§ **What you should do**: The answer must be every line of the records in which the string "const" appears.

════════════════════

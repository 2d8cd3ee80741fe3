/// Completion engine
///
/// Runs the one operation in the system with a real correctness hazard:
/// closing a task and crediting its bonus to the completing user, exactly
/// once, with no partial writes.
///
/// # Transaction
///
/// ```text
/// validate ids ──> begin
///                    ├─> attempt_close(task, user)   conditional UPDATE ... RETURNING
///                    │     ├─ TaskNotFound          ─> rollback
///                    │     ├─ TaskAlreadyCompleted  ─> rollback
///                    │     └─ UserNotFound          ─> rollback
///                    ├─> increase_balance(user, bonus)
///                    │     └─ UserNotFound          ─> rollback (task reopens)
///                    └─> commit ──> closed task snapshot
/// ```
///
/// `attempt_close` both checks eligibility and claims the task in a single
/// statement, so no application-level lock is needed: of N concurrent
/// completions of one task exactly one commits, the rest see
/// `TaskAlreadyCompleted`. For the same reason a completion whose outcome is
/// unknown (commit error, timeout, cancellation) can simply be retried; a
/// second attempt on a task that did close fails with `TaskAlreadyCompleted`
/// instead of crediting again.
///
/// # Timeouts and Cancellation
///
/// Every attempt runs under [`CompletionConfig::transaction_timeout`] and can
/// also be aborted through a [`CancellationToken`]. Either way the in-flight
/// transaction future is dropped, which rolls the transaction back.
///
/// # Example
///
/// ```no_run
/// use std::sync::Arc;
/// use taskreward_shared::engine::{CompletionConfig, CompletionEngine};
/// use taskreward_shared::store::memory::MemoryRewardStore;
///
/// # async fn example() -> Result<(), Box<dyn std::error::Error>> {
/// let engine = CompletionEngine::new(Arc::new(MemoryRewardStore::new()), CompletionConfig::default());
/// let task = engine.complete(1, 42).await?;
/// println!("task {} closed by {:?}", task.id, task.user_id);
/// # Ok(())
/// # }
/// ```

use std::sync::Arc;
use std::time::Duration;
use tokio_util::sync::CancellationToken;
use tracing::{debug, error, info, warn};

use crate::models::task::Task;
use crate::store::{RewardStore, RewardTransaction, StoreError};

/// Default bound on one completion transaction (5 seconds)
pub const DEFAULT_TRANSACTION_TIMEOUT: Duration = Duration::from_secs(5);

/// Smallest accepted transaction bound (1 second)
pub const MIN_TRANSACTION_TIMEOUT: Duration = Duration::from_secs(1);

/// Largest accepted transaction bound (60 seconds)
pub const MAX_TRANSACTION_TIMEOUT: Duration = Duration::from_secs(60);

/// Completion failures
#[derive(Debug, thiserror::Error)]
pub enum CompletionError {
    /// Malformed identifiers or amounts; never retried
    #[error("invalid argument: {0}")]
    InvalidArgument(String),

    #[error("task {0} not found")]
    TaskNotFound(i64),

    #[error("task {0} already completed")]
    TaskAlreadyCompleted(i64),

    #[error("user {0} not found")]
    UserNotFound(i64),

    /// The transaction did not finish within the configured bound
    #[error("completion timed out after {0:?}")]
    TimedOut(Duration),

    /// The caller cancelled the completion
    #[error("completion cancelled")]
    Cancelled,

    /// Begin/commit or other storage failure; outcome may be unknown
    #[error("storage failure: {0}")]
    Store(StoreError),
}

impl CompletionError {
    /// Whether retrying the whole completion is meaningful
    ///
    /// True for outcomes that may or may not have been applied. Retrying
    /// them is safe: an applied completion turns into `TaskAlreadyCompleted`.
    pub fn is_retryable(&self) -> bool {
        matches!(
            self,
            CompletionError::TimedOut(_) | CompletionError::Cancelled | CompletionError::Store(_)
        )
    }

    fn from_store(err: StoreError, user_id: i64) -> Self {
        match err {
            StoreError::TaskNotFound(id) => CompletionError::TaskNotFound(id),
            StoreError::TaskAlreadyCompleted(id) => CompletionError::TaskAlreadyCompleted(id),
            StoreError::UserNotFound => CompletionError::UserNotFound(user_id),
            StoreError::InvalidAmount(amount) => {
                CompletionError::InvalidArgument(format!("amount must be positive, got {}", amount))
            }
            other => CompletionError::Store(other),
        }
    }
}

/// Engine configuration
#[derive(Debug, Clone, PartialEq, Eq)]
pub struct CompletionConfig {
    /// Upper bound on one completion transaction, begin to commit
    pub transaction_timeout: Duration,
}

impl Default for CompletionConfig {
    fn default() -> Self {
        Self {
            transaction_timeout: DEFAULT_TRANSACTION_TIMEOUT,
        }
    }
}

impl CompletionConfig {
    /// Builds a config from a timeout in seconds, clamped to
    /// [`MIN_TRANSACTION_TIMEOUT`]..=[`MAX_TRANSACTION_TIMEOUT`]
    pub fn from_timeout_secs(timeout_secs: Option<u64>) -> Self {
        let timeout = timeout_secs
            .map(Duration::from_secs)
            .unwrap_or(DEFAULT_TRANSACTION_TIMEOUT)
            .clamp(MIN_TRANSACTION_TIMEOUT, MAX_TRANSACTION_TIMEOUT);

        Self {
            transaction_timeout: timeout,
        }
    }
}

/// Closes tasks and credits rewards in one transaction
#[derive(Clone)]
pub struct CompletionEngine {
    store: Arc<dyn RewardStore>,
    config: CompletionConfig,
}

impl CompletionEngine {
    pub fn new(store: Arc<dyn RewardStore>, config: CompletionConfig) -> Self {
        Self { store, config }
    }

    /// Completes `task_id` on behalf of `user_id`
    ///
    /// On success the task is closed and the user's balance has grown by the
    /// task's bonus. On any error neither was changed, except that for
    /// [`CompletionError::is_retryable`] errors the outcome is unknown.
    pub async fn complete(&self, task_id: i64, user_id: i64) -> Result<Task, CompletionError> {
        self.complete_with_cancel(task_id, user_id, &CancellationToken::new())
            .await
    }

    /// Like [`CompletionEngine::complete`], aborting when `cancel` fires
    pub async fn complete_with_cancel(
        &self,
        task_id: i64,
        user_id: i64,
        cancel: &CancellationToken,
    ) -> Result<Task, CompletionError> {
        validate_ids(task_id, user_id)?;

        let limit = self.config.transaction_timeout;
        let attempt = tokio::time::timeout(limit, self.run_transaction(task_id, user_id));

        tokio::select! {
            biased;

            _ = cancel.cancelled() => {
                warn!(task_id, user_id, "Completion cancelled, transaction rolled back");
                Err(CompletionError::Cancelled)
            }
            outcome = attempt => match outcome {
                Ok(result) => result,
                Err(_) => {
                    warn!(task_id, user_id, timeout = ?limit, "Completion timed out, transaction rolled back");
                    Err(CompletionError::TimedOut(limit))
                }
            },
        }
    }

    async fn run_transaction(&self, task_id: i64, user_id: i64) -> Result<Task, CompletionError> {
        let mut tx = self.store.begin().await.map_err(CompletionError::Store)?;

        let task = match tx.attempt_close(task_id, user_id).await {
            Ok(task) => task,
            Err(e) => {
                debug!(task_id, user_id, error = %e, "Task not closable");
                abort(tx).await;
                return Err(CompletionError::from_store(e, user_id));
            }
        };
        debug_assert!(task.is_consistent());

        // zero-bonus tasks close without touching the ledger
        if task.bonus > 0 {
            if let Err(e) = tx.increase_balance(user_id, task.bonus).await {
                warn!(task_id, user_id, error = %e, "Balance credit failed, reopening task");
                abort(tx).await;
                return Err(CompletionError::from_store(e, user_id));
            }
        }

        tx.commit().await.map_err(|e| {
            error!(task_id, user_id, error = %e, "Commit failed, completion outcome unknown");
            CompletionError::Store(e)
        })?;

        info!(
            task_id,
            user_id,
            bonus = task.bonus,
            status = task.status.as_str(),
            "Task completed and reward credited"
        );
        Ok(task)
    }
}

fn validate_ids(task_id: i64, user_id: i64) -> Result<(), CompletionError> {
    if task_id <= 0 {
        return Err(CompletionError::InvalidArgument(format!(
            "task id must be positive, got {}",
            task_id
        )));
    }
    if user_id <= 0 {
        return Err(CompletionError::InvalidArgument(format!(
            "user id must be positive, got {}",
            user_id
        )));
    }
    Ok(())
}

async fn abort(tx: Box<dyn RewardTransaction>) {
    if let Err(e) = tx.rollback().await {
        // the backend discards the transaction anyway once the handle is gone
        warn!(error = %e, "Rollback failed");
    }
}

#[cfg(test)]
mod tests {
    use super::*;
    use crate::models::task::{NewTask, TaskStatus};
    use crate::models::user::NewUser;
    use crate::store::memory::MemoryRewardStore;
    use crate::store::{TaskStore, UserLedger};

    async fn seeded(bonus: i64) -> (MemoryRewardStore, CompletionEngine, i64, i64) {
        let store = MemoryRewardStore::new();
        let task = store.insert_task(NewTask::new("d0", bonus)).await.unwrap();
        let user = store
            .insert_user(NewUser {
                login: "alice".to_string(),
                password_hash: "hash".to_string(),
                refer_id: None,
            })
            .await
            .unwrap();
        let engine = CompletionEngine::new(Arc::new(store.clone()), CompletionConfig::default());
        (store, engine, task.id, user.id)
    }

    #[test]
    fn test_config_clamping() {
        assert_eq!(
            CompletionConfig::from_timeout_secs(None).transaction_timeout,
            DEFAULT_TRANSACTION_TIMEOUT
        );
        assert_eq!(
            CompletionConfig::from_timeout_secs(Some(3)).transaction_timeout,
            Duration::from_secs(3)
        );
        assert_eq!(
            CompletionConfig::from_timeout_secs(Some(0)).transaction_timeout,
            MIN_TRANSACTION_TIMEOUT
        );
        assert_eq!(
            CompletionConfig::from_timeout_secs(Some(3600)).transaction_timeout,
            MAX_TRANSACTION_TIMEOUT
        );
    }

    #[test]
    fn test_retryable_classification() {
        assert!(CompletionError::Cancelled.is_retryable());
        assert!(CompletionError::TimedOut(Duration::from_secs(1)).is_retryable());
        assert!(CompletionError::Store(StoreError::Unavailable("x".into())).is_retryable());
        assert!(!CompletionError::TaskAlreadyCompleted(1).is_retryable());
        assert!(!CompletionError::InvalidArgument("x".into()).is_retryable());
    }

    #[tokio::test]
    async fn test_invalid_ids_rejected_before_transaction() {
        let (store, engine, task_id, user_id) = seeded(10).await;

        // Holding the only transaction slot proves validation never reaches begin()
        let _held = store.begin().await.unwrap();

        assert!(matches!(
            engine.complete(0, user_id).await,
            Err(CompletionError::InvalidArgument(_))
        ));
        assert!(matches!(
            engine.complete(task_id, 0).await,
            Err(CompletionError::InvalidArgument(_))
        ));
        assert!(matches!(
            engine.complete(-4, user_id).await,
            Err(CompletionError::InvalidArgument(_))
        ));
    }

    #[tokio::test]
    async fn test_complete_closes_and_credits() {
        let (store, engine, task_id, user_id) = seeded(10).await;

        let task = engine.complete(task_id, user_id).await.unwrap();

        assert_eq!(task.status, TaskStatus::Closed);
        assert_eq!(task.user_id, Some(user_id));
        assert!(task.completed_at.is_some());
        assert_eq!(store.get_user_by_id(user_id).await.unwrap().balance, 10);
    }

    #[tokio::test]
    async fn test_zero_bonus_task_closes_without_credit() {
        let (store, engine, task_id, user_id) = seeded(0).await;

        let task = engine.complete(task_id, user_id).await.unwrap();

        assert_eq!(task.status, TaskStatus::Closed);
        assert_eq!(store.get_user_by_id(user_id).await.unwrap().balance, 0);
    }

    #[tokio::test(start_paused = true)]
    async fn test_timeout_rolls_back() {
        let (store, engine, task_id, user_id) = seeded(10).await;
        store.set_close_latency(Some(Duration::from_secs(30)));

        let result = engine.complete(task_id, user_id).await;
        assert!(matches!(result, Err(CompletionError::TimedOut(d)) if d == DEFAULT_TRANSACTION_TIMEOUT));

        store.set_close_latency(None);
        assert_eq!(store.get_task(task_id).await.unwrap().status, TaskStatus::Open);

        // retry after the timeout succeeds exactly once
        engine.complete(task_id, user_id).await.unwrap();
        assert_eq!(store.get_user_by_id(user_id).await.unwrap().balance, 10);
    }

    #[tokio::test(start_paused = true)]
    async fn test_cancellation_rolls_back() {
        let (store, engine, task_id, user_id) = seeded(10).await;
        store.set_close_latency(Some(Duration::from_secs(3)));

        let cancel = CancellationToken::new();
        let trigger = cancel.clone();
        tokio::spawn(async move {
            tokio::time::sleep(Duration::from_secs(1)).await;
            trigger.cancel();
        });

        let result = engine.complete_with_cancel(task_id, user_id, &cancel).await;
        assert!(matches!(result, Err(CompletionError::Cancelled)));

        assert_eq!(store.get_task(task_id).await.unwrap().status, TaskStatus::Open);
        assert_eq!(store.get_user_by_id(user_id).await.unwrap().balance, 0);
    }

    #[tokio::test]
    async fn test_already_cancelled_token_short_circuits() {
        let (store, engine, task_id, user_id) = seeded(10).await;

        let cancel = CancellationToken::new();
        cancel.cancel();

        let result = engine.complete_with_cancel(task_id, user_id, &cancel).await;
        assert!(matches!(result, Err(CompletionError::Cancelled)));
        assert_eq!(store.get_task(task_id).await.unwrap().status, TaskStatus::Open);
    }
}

════════════════════

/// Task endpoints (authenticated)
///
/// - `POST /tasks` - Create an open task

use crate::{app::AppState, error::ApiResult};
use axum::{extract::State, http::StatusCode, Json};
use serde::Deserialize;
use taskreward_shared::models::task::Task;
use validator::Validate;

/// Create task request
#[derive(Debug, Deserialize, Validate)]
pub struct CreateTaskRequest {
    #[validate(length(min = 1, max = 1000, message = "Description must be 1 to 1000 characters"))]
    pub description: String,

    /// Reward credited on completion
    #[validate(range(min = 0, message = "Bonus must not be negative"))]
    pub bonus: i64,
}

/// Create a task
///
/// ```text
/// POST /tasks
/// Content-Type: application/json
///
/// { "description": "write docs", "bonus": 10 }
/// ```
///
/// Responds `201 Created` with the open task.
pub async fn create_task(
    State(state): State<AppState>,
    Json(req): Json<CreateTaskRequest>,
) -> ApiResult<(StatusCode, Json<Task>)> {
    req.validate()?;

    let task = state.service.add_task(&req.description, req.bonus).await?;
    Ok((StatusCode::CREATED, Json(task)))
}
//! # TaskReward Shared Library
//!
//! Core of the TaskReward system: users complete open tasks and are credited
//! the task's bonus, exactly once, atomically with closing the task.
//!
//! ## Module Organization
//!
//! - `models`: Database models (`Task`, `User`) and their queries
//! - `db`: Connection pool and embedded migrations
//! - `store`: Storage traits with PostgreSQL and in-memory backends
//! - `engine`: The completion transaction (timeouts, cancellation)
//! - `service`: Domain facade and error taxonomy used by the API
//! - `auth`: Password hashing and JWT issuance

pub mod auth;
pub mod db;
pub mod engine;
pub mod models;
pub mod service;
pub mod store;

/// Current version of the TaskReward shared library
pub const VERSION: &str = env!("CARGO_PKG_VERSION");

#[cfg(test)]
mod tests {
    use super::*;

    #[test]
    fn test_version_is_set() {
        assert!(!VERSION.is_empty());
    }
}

════════════════════

§ **Output for this task**:
pub const DEFAULT_TRANSACTION_TIMEOUT: Duration = Duration::from_secs(5);
pub const MIN_TRANSACTION_TIMEOUT: Duration = Duration::from_secs(1);
pub const MAX_TRANSACTION_TIMEOUT: Duration = Duration::from_secs(60);
pub const VERSION: &str = env!("CARGO_PKG_VERSION");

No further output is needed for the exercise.